Diksia.com - Researchers in the United States are developing a durable contraceptive for female cats.
This means female cats no longer need to undergo surgery to be neutered, according to a new study cited by Smithsonian Magazine.
A single injection could help control the world’s cat population.
The world cat population has reached about 600 million, and about 80 percent of those are feral.
Wild cats cause great damage to wildlife.
In the United States alone, domestic cats prey on between 1.3 and 4 billion birds and between 6.3 and 22.3 billion mammals each year.
Currently, surgery is the main method of neutering cats, and it is an expensive and risky procedure.
Meanwhile, the new technique is described in an article published Tuesday (6/6/2023) in the journal Nature Communications.
According to the study, a single injection of gene therapy could provide long-term contraception for female cats.
Later this year, the researchers will meet with the U.S. Food and Drug Administration to discuss how to further test their method, said David Pépin, one of the study’s authors and a molecular biologist at Harvard Medical School.
“It’s very exciting and I hope it goes well,” Julie Levy, a veterinarian at the University of Florida who was not involved in the study, told the New York Times.
“Wouldn’t it be better if we could send someone to the field to give the cats an injection and then release them?”

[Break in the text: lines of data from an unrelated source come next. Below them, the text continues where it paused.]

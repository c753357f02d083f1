//! Panel compilation.
//!
//! [`compile_panel`] tokenizes a panel file, fixes the panel calibration and
//! camera restriction, then walks the sections in file order, building each
//! known instrument and appending the result to the element sink.

mod calibrated;
pub mod common;
mod legacy;

use serde::{Deserialize, Serialize};
use std::ops::Range;
use std::path::{Path, PathBuf};

use crate::cfg::values::parse_f64_lenient;
use crate::cfg::{tokenize, PanelError, PanelSource, ReadEnv, Section, Tokenized};
use crate::diagnostics::{Diagnostic, SourceLocation};
use crate::element::{apply_steps, ElementStep};
use crate::geometry::CameraRestriction;
use crate::host::{ElementSink, LoadContext, LoadSignal};
use crate::options::CompileOptions;

/// File name of a calibrated panel.
pub const CALIBRATED_FILE: &str = "panel2.cfg";

/// File name of a legacy panel.
pub const LEGACY_FILE: &str = "panel.cfg";

/// Panel file dialect.
#[derive(Debug, Clone, Copy, PartialEq, Eq, Serialize, Deserialize)]
pub enum PanelFormat {
    /// `panel2.cfg`: resolution-independent, calibrated by `[This]`
    Calibrated,
    /// `panel.cfg`: fixed 480×440 frame
    Legacy,
}

impl PanelFormat {
    /// Pick the format from the panel file name.
    pub fn from_path(path: &Path) -> Result<Self, PanelError> {
        let name = path
            .file_name()
            .map(|n| n.to_string_lossy().to_lowercase())
            .unwrap_or_default();
        match name.as_str() {
            CALIBRATED_FILE => Ok(PanelFormat::Calibrated),
            LEGACY_FILE => Ok(PanelFormat::Legacy),
            _ => Err(PanelError::UnknownFormat(path.display().to_string())),
        }
    }
}

/// Find the panel file of a train folder, preferring the calibrated format.
pub fn locate_panel(train_dir: &Path) -> Result<(PathBuf, PanelFormat), PanelError> {
    for (name, format) in [
        (CALIBRATED_FILE, PanelFormat::Calibrated),
        (LEGACY_FILE, PanelFormat::Legacy),
    ] {
        if let Some(path) = find_file(train_dir, name) {
            return Ok((path, format));
        }
    }
    Err(PanelError::NoPanelFile(train_dir.display().to_string()))
}

fn find_file(dir: &Path, name: &str) -> Option<PathBuf> {
    let direct = dir.join(name);
    if direct.is_file() {
        return Some(direct);
    }
    std::fs::read_dir(dir)
        .ok()?
        .flatten()
        .map(|e| e.path())
        .find(|p| {
            p.is_file()
                && p.file_name()
                    .is_some_and(|n| n.to_string_lossy().eq_ignore_ascii_case(name))
        })
}

/// Result of one compile.
#[derive(Debug, Clone, Default, PartialEq, Serialize, Deserialize)]
pub struct PanelOutcome {
    /// Camera restriction derived from the calibration
    pub camera: CameraRestriction,
    /// New elements appended to the sink
    pub elements_added: usize,
    /// Set when the load signal stopped the compile early
    pub cancelled: bool,
}

/// Compile a panel file into elements of `options.car`.
///
/// Problems in the file are reported to `ctx.diagnostics` and never abort the
/// compile. An unrecognised file name is compiled as a calibrated panel.
pub fn compile_panel(source: &PanelSource, options: &CompileOptions, ctx: &mut LoadContext<'_>) -> PanelOutcome {
    let format = PanelFormat::from_path(&source.path).unwrap_or_else(|e| {
        tracing::warn!("{}, compiling as {}", e, CALIBRATED_FILE);
        PanelFormat::Calibrated
    });
    compile_panel_as(format, source, options, ctx)
}

/// Compile a panel file with an explicit format.
pub fn compile_panel_as(
    format: PanelFormat,
    source: &PanelSource,
    options: &CompileOptions,
    ctx: &mut LoadContext<'_>,
) -> PanelOutcome {
    let tokens = tokenize(&source.lines);
    tracing::debug!(
        "compiling {} ({:?}): {} sections, {} lines",
        source.path.display(),
        format,
        tokens.sections.len(),
        source.lines.len()
    );

    let outcome = match format {
        PanelFormat::Calibrated => calibrated::compile(source, &tokens, options, ctx),
        PanelFormat::Legacy => legacy::compile(source, &tokens, options, ctx),
    };

    if outcome.cancelled {
        tracing::info!(
            "compile of {} cancelled after {} elements",
            source.path.display(),
            outcome.elements_added
        );
    } else {
        tracing::info!(
            "compiled {}: {} elements",
            source.path.display(),
            outcome.elements_added
        );
    }
    outcome
}

/// Report lines that precede the first section.
///
/// `Version 1.0` is accepted; any other version is a format error, and any
/// other line a format warning.
pub(crate) fn check_preamble(preamble: &[(usize, &str)], env: &mut ReadEnv<'_>) {
    for &(line, text) in preamble {
        let location = SourceLocation::file(env.file_name).line(line);
        let lower = text.to_ascii_lowercase();
        let diagnostic = match lower.strip_prefix("version") {
            Some(rest) => {
                let version = rest.trim_start_matches(|c: char| c == '=' || c.is_whitespace());
                if parse_f64_lenient(version) == Some(1.0) {
                    continue;
                }
                Diagnostic::format(format!("The version {} is not supported", version), location)
            }
            None => Diagnostic::format(format!("Unexpected line before the first section: {}", text), location)
                .warning(),
        };
        env.report(diagnostic);
    }
}

/// Walk lines `span`, reporting progress and polling for cancellation every
/// eighth line. Returns `false` once cancelled.
fn walk_lines(signal: &mut dyn LoadSignal, span: Range<usize>, total: usize) -> bool {
    for i in span {
        signal.report_progress(i + 1, total);
        if i & 7 == 0 {
            signal.yield_now();
            if signal.is_cancelled() {
                return false;
            }
        }
    }
    true
}

/// Walk every section in order, building each one and applying its steps.
///
/// Returns the number of new elements and whether the walk was cancelled.
pub(crate) fn run_sections<'t>(
    tokens: &Tokenized<'t>,
    total_lines: usize,
    car: usize,
    signal: &mut dyn LoadSignal,
    sink: &mut dyn ElementSink,
    mut build: impl FnMut(&Section<'t>) -> Vec<ElementStep>,
) -> (usize, bool) {
    let first = tokens.sections.first().map_or(total_lines, |s| s.span.start);
    if !walk_lines(signal, 0..first, total_lines) {
        return (0, true);
    }

    let mut added = 0;
    for section in &tokens.sections {
        if !walk_lines(signal, section.span.clone(), total_lines) {
            return (added, true);
        }
        let steps = build(section);
        added += apply_steps(sink, car, steps);
    }
    (added, false)
}

#[cfg(test)]
mod tests {
    use super::*;
    use crate::host::{CarSections, DiagnosticLog, DiskFiles};
    use crate::diagnostics::Severity;

    #[test]
    fn test_format_from_path() {
        assert_eq!(
            PanelFormat::from_path(Path::new("train/Panel2.cfg")).unwrap(),
            PanelFormat::Calibrated
        );
        assert_eq!(
            PanelFormat::from_path(Path::new("panel.cfg")).unwrap(),
            PanelFormat::Legacy
        );
        assert!(PanelFormat::from_path(Path::new("train.dat")).is_err());
    }

    #[test]
    fn test_locate_prefers_calibrated() {
        let dir = tempfile::tempdir().unwrap();
        std::fs::write(dir.path().join("panel.cfg"), "").unwrap();
        assert_eq!(locate_panel(dir.path()).unwrap().1, PanelFormat::Legacy);

        std::fs::write(dir.path().join("PANEL2.CFG"), "").unwrap();
        let (path, format) = locate_panel(dir.path()).unwrap();
        assert_eq!(format, PanelFormat::Calibrated);
        assert!(path.ends_with("PANEL2.CFG"));
    }

    #[test]
    fn test_locate_empty_folder() {
        let dir = tempfile::tempdir().unwrap();
        assert!(matches!(locate_panel(dir.path()), Err(PanelError::NoPanelFile(_))));
    }

    #[test]
    fn test_preamble_diagnostics() {
        let mut log = DiagnosticLog::default();
        let files = DiskFiles::default();
        let mut env = ReadEnv {
            file_name: "panel2.cfg",
            train_dir: Path::new("."),
            files: &files,
            diagnostics: &mut log,
        };
        check_preamble(&[(1, "Version 1.0"), (2, "version=2.0"), (3, "hello")], &mut env);

        assert_eq!(log.entries.len(), 2);
        assert_eq!(log.entries[0].severity, Severity::Error);
        assert_eq!(log.entries[0].location.line, Some(2));
        assert_eq!(log.entries[1].severity, Severity::Warning);
    }

    struct CountingSignal {
        lines: usize,
        cancel_after: usize,
    }

    impl LoadSignal for CountingSignal {
        fn is_cancelled(&self) -> bool {
            self.lines >= self.cancel_after
        }

        fn report_progress(&mut self, _line: usize, _total: usize) {
            self.lines += 1;
        }
    }

    #[test]
    fn test_walk_stops_within_eight_lines() {
        let lines: Vec<String> = (0..100).map(|i| format!("[s{}]", i)).collect();
        let tokens = tokenize(&lines);
        let mut signal = CountingSignal {
            lines: 0,
            cancel_after: 21,
        };
        let mut sink = CarSections::new(1);
        let mut built = 0;
        let (_, cancelled) = run_sections(&tokens, lines.len(), 0, &mut signal, &mut sink, |_| {
            built += 1;
            Vec::new()
        });

        assert!(cancelled);
        assert!(signal.lines >= 21 && signal.lines <= 21 + 8);
        assert!(built < 21 + 8);
    }
}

Currently, cats are sterilized by removing their reproductive organs.
This surgery increases the animal’s risk of infection and bleeding, and recovery takes seven to 10 days.
“Surgery, especially in wildlife, involves tremendous stress and expense in capturing the animal, taking it to a surgical facility, performing an operation, holding it overnight, and then releasing it,” said Aime Johnson, a veterinarian in Auburn University not involved in the operation. Study.
“A simple injection allows for instant capture, injection and release.”
Since the surgery must be performed by a specialist, the availability of veterinarians also limits progress.